6. Beitrag FS Verarbeitung

  1. Die FS-Medien mit Kunststoff-Pipetten und in die entsprechenden Container für toxische Abfälle sorgfältig zu entfernen.
    HINWEIS: OsO 4 und Uranylacetat sind gefährliche Chemikalienund sollte im Abzug gehandhabt werden, während das Tragen geeigneter persönlicher Schutzausrüstung (PSA) einschließlich geschlossene Schuhe, Kittel und Handschuhe.
  2. Wasch Proben viermal mit 100% Aceton. Sammeln Sie die ersten zwei Wäschen und legen in der giftigen Abfallbehälter.

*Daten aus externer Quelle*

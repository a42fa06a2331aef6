//! GEMM output → activated NCHW float tensor.

use tab_core::{FloatTensor, TensorShape};

/// PReLU in place: x = x if x >= 0, else alpha * x
pub fn prelu(data: &mut [f32], alpha: f32) {
    for v in data.iter_mut() {
        if *v < 0.0 {
            *v *= alpha;
        }
    }
}

/// Transpose GEMM output `[(n, oh, ow) × kn]` into NCHW `[n, kn, oh, ow]`.
///
/// # Panics
/// If `acc.len() != n * oh * ow * kn`.
pub fn reconstruct(acc: &[i32], n: usize, kn: usize, oh: usize, ow: usize) -> Vec<i32> {
    assert_eq!(acc.len(), n * oh * ow * kn, "reconstruct: accumulator size");
    let mut out = vec![0i32; acc.len()];
    let plane = oh * ow;
    for (r, row) in acc.chunks_exact(kn.max(1)).enumerate() {
        let s = r / plane;
        let pos = r % plane;
        for (f, &v) in row.iter().enumerate() {
            out[(s * kn + f) * plane + pos] = v;
        }
    }
    out
}

/// Reconstruct and apply PReLU in one pass, producing an `[n, kn, oh, ow]`
/// float tensor.
pub fn activate(acc: &[i32], shape: TensorShape, alpha: f32) -> FloatTensor {
    let mut out = FloatTensor::zeros(shape);
    let reordered = reconstruct(acc, shape.n, shape.c, shape.h, shape.w);
    for (dst, v) in out.data_mut().iter_mut().zip(reordered) {
        *dst = v as f32;
    }
    prelu(out.data_mut(), alpha);
    out
}
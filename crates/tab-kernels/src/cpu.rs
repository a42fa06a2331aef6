//! Runtime CPU feature detection for the popcount kernels.
//!
//! The kernels call `u64::count_ones`, which lowers to a single instruction
//! when the target supports it; this probe reports what the host offers so
//! drivers can log it next to timings.

use std::sync::OnceLock;

/// Popcount-relevant CPU features detected at runtime.
#[derive(Debug, Clone, Copy, PartialEq, Eq)]
pub struct CpuFeatures {
    pub popcnt: bool,
    pub avx512_vpopcntdq: bool,
    pub neon: bool,
}

static DETECTED: OnceLock<CpuFeatures> = OnceLock::new();

impl CpuFeatures {
    /// Detect features for the current CPU (cached after the first call).
    pub fn detect() -> &'static CpuFeatures {
        DETECTED.get_or_init(|| {
            #[cfg(target_arch = "x86_64")]
            {
                CpuFeatures {
                    popcnt: is_x86_feature_detected!("popcnt"),
                    avx512_vpopcntdq: is_x86_feature_detected!("avx512vpopcntdq"),
                    neon: false,
                }
            }

            #[cfg(target_arch = "aarch64")]
            {
                CpuFeatures {
                    // CNT on NEON vectors; mandatory on AArch64
                    popcnt: true,
                    avx512_vpopcntdq: false,
                    neon: true,
                }
            }

            #[cfg(not(any(target_arch = "x86_64", target_arch = "aarch64")))]
            {
                CpuFeatures {
                    popcnt: false,
                    avx512_vpopcntdq: false,
                    neon: false,
                }
            }
        })
    }

    /// Best popcount path as a human-readable string.
    pub fn popcount_tier(&self) -> &'static str {
        if self.avx512_vpopcntdq {
            "AVX-512 VPOPCNTDQ"
        } else if self.neon {
            "NEON CNT"
        } else if self.popcnt {
            "POPCNT"
        } else {
            "software"
        }
    }

    /// Whether `count_ones` maps to a hardware instruction family.
    pub fn has_hardware_popcount(&self) -> bool {
        self.popcnt || self.neon || self.avx512_vpopcntdq
    }
}
//! Bit-position masks shared by the packers.

use tab_core::WORD_BITS;

/// `BIT_MASKS[i] == 1 << i`, built at compile time and never written.
pub const BIT_MASKS: [u64; WORD_BITS] = {
    let mut masks = [0u64; WORD_BITS];
    let mut i = 0;
    while i < WORD_BITS {
        masks[i] = 1u64 << i;
        i += 1;
    }
    masks
};

/// Mask with the low `bits` bits set. `bits >= 64` gives all ones.
#[inline]
pub const fn tail_mask(bits: usize) -> u64 {
    if bits >= WORD_BITS {
        u64::MAX
    } else {
        (1u64 << bits) - 1
    }
}
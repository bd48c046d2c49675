//! PostgreSQL-backed `RecordRepository<Item>` using Diesel.

use async_trait::async_trait;
use diesel::prelude::*;
use diesel_async::RunQueryDsl;

use crate::domain::ports::{RecordPersistenceError, RecordRepository};
use crate::domain::{Item, ItemChanges, RecordId};

use super::diesel_basic_error_mapping::{map_basic_diesel_error, map_basic_pool_error};
use super::models::{ItemChangeset, ItemRow, NewItemRow};
use super::pool::{DbPool, PoolError};
use super::schema::items;

/// Diesel-backed item storage.
#[derive(Clone)]
pub struct DieselItemRepository {
    pool: DbPool,
}

impl DieselItemRepository {
    /// Repository over connections from `pool`.
    pub fn new(pool: DbPool) -> Self {
        Self { pool }
    }
}

fn map_pool_error(error: PoolError) -> RecordPersistenceError {
    map_basic_pool_error(error, RecordPersistenceError::connection)
}

fn map_diesel_error(error: diesel::result::Error) -> RecordPersistenceError {
    map_basic_diesel_error(
        error,
        RecordPersistenceError::query,
        RecordPersistenceError::connection,
    )
}

#[async_trait]
impl RecordRepository<Item> for DieselItemRepository {
    async fn list_all(&self) -> Result<Vec<Item>, RecordPersistenceError> {
        let mut conn = self.pool.get().await.map_err(map_pool_error)?;
        let rows = items::table
            .select(ItemRow::as_select())
            .load(&mut conn)
            .await
            .map_err(map_diesel_error)?;
        Ok(rows.into_iter().map(Item::from).collect())
    }

    async fn insert(&self, record: &Item) -> Result<Item, RecordPersistenceError> {
        let mut conn = self.pool.get().await.map_err(map_pool_error)?;
        let row = diesel::insert_into(items::table)
            .values(NewItemRow::from(record))
            .returning(ItemRow::as_returning())
            .get_result(&mut conn)
            .await
            .map_err(map_diesel_error)?;
        Ok(Item::from(row))
    }

    async fn update_by_id(
        &self,
        id: &RecordId,
        changes: &ItemChanges,
    ) -> Result<Option<Item>, RecordPersistenceError> {
        let mut conn = self.pool.get().await.map_err(map_pool_error)?;
        let target = items::table.find(*id.as_uuid());
        // Diesel refuses an UPDATE with no columns; nothing to change is a read.
        let row = if changes.is_empty() {
            target
                .select(ItemRow::as_select())
                .first(&mut conn)
                .await
                .optional()
        } else {
            diesel::update(target)
                .set(ItemChangeset::from(changes))
                .returning(ItemRow::as_returning())
                .get_result(&mut conn)
                .await
                .optional()
        }
        .map_err(map_diesel_error)?;
        Ok(row.map(Item::from))
    }

    async fn delete_by_id(&self, id: &RecordId) -> Result<bool, RecordPersistenceError> {
        let mut conn = self.pool.get().await.map_err(map_pool_error)?;
        let deleted = diesel::delete(items::table.find(*id.as_uuid()))
            .execute(&mut conn)
            .await
            .map_err(map_diesel_error)?;
        Ok(deleted > 0)
    }
}
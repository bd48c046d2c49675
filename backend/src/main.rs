//! Backend entry point: loads settings, migrates the schema, and serves HTTP.

mod server;

use actix_web::web;
use ortho_config::OrthoConfig;
use tracing::{debug, error, info, warn};
use tracing_subscriber::{EnvFilter, fmt};

use crud_backend::inbound::http::health::HealthState;
use crud_backend::outbound::persistence::{DbPool, PoolConfig, run_pending_migrations_async};
use crud_backend::settings::AppSettings;

use server::{ServerConfig, create_server};

fn startup_error(message: impl Into<String>) -> std::io::Error {
    std::io::Error::other(message.into())
}

/// Application bootstrap.
#[actix_web::main]
async fn main() -> std::io::Result<()> {
    let dotenv = dotenv::dotenv();

    if let Err(e) = fmt()
        .with_env_filter(EnvFilter::from_default_env())
        .json()
        .try_init()
    {
        warn!(error = %e, "tracing init failed");
    }
    match dotenv {
        Ok(path) => debug!(path = %path.display(), "loaded .env file"),
        Err(e) => debug!(error = %e, "no .env file loaded"),
    }

    let settings = AppSettings::load().map_err(|e| {
        error!(error = %e, "failed to load settings");
        startup_error(e.to_string())
    })?;

    let database_url = settings.database_url().map_err(|e| {
        error!(error = %e, "storage connection failed");
        startup_error(e.to_string())
    })?;
    let pool_max_size = settings.pool_max_size().map_err(|e| {
        error!(error = %e, "invalid settings");
        startup_error(e.to_string())
    })?;

    run_pending_migrations_async(database_url.to_owned())
        .await
        .map_err(|e| {
            error!(error = %e, "storage connection failed");
            startup_error(e.to_string())
        })?;

    let pool = DbPool::new(PoolConfig::new(database_url).with_max_size(pool_max_size))
        .await
        .map_err(|e| {
            error!(error = %e, "storage connection failed");
            startup_error(e.to_string())
        })?;
    info!("storage connected");

    let config = ServerConfig::from_settings(&settings, pool).map_err(|e| {
        error!(error = %e, "invalid settings");
        startup_error(e.to_string())
    })?;

    let health_state = web::Data::new(HealthState::new());
    let server = create_server(health_state.clone(), config)?;
    let handle = server.handle();
    actix_web::rt::spawn(async move {
        if tokio::signal::ctrl_c().await.is_ok() {
            info!("shutdown requested, draining");
            health_state.mark_unhealthy();
            handle.stop(true).await;
        }
    });
    server.await
}
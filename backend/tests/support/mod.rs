//! Shared helpers for the HTTP integration suites.
//!
//! The app is assembled exactly as the binary assembles it, but over the
//! in-memory repositories from `crud_backend::test_support`.

use std::sync::Arc;

use actix_web::dev::{Service, ServiceResponse};
use actix_web::http::{Method, StatusCode, header};
use actix_web::{App, test as actix_test, web};
use crud_backend::Trace;
use crud_backend::domain::{Item, TRACE_ID_HEADER, User};
use crud_backend::inbound::http::cors::cors;
use crud_backend::inbound::http::health::HealthState;
use crud_backend::inbound::http::{configure, json_config};
use crud_backend::test_support::{InMemoryRecordRepository, in_memory_state};
use serde_json::Value;

pub const ALLOWED_ORIGIN: &str = "http://localhost:3000";

/// What a test needs to know about one response.
#[derive(Debug)]
pub struct Reply {
    pub status: StatusCode,
    pub trace_id: Option<String>,
    pub allow_origin: Option<String>,
    pub body: Value,
}

/// The full app plus handles on its stores.
pub struct Harness<S> {
    pub app: S,
    pub items: Arc<InMemoryRecordRepository<Item>>,
    pub users: Arc<InMemoryRecordRepository<User>>,
}

pub async fn harness() -> Harness<
    impl Service<actix_http::Request, Response = ServiceResponse<impl actix_web::body::MessageBody>, Error = actix_web::Error>,
> {
    let (state, items, users) = in_memory_state();
    let health = web::Data::new(HealthState::new());
    health.mark_ready();
    let app = actix_test::init_service(
        App::new()
            .app_data(web::Data::new(state))
            .app_data(health)
            .app_data(json_config())
            .wrap(cors(ALLOWED_ORIGIN))
            .wrap(Trace)
            .configure(configure),
    )
    .await;
    Harness { app, items, users }
}

fn header_text(response: &ServiceResponse<impl actix_web::body::MessageBody>, name: &str) -> Option<String> {
    response
        .headers()
        .get(name)
        .and_then(|value| value.to_str().ok())
        .map(str::to_owned)
}

/// Send `method path` with an optional JSON body and collect the reply.
pub async fn send<S, B>(app: &S, method: Method, path: &str, body: Option<Value>) -> Reply
where
    S: Service<actix_http::Request, Response = ServiceResponse<B>, Error = actix_web::Error>,
    B: actix_web::body::MessageBody,
{
    let mut request = actix_test::TestRequest::default()
        .method(method)
        .uri(path)
        .insert_header((header::ORIGIN, ALLOWED_ORIGIN));
    if let Some(json) = body {
        request = request.set_json(json);
    }
    let response = actix_test::call_service(app, request.to_request()).await;
    let status = response.status();
    let trace_id = header_text(&response, TRACE_ID_HEADER);
    let allow_origin = header_text(&response, header::ACCESS_CONTROL_ALLOW_ORIGIN.as_str());
    let bytes = actix_test::read_body(response).await;
    let body = serde_json::from_slice(&bytes)
        .unwrap_or_else(|_| Value::String(String::from_utf8_lossy(&bytes).into_owned()));
    Reply {
        status,
        trace_id,
        allow_origin,
        body,
    }
}
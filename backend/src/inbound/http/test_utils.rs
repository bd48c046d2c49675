//! Test helpers for inbound HTTP components.

use std::sync::Arc;

use actix_web::dev::{ServiceFactory, ServiceRequest, ServiceResponse};
use actix_web::{App, web};

use crate::Trace;
use crate::domain::ports::MockRecordRepository;
use crate::domain::{Item, User};
use crate::inbound::http::health::HealthState;
use crate::inbound::http::state::HttpState;
use crate::inbound::http::{configure, error::json_config};

/// State backed by the given mocks.
///
/// A mock with no expectations panics when called, so pass
/// `MockRecordRepository::new()` for the kind a test should never touch.
pub fn mock_state(
    items: MockRecordRepository<Item>,
    users: MockRecordRepository<User>,
) -> HttpState {
    HttpState::new(Arc::new(items), Arc::new(users))
}

/// The production route table wrapped around `state`.
pub fn test_app(
    state: HttpState,
) -> App<
    impl ServiceFactory<
        ServiceRequest,
        Config = (),
        Response = ServiceResponse,
        Error = actix_web::Error,
        InitError = (),
    >,
> {
    App::new()
        .app_data(web::Data::new(state))
        .app_data(web::Data::new(HealthState::new()))
        .app_data(json_config())
        .wrap(Trace)
        .configure(configure)
}
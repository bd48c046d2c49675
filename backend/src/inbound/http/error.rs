//! HTTP adapter mapping for domain errors.
//!
//! This is the only place that decides the status code of a failed request.
//! Handlers propagate [`Error`] with `?`; body extraction failures are routed
//! here through [`json_error_handler`].

use actix_web::error::JsonPayloadError;
use actix_web::{HttpRequest, HttpResponse, ResponseError, http::StatusCode, web};
use tracing::{error, warn};

use crate::domain::{Error, ErrorCode, TRACE_ID_HEADER};

/// Convenient result alias for HTTP handlers.
pub type ApiResult<T> = Result<T, Error>;

fn status_for(code: ErrorCode) -> StatusCode {
    match code {
        ErrorCode::InvalidRequest => StatusCode::BAD_REQUEST,
        ErrorCode::NotFound => StatusCode::NOT_FOUND,
        ErrorCode::InternalError => StatusCode::INTERNAL_SERVER_ERROR,
    }
}

impl ResponseError for Error {
    fn status_code(&self) -> StatusCode {
        status_for(self.code())
    }

    fn error_response(&self) -> HttpResponse {
        let status = self.status_code();
        if status.is_server_error() {
            error!(
                code = ?self.code(),
                trace_id = self.trace_id(),
                message = self.message(),
                "request failed"
            );
        } else {
            warn!(
                code = ?self.code(),
                trace_id = self.trace_id(),
                message = self.message(),
                "request rejected"
            );
        }

        let mut builder = HttpResponse::build(status);
        if let Some(id) = self.trace_id() {
            builder.insert_header((TRACE_ID_HEADER, id.to_owned()));
        }
        builder.json(self)
    }
}

/// Turn JSON extraction failures into `400 invalid_request` responses.
///
/// Install with [`json_config`].
pub fn json_error_handler(err: JsonPayloadError, _req: &HttpRequest) -> actix_web::Error {
    let message = match &err {
        JsonPayloadError::ContentType => "expected a JSON request body".to_owned(),
        other => format!("invalid JSON body: {other}"),
    };
    Error::invalid_request(message).into()
}

/// JSON extractor configuration shared by every route.
pub fn json_config() -> web::JsonConfig {
    web::JsonConfig::default().error_handler(json_error_handler)
}
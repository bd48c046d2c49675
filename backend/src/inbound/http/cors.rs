//! Cross-origin policy: one allowed origin, the CRUD verbs, JSON bodies.

use actix_cors::Cors;
use actix_web::http::header;

use crate::domain::TRACE_ID_HEADER;

/// Build the CORS middleware for `origin` (e.g. `http://localhost:3000`).
pub fn cors(origin: &str) -> Cors {
    Cors::default()
        .allowed_origin(origin)
        .allowed_methods(vec!["GET", "POST", "PUT", "DELETE"])
        .allowed_headers(vec![header::ACCEPT, header::CONTENT_TYPE])
        .expose_headers(vec![TRACE_ID_HEADER])
        .max_age(3600)
}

  3. Mit einer feinen Pinzette, entfernen Sie die Gewebeproben aus den Halterungen. Halten Proben nass mit Aceton als dies geschehen ist, und arbeiten sehr vorsichtig, um zu brechen Proben zu vermeiden.
    HINWEIS: Es ist nicht ungewöhnlich, und es kann tatsächlich nützlich die Hefe-Paste fallen weg von den Proben, an dieser Stelle haben. Die Hefe-Paste ist in der Regel sehr dunkel braun, während das Blattgewebe ist immer noch grün.
  4. Sammeln Sie die Proben in Kryoröhrchen Aceton enthalten. Fahren Sie mit dem Probenvorbereitung (Infiltration und Einbettung) für die TEM nach den üblichen Protokollen.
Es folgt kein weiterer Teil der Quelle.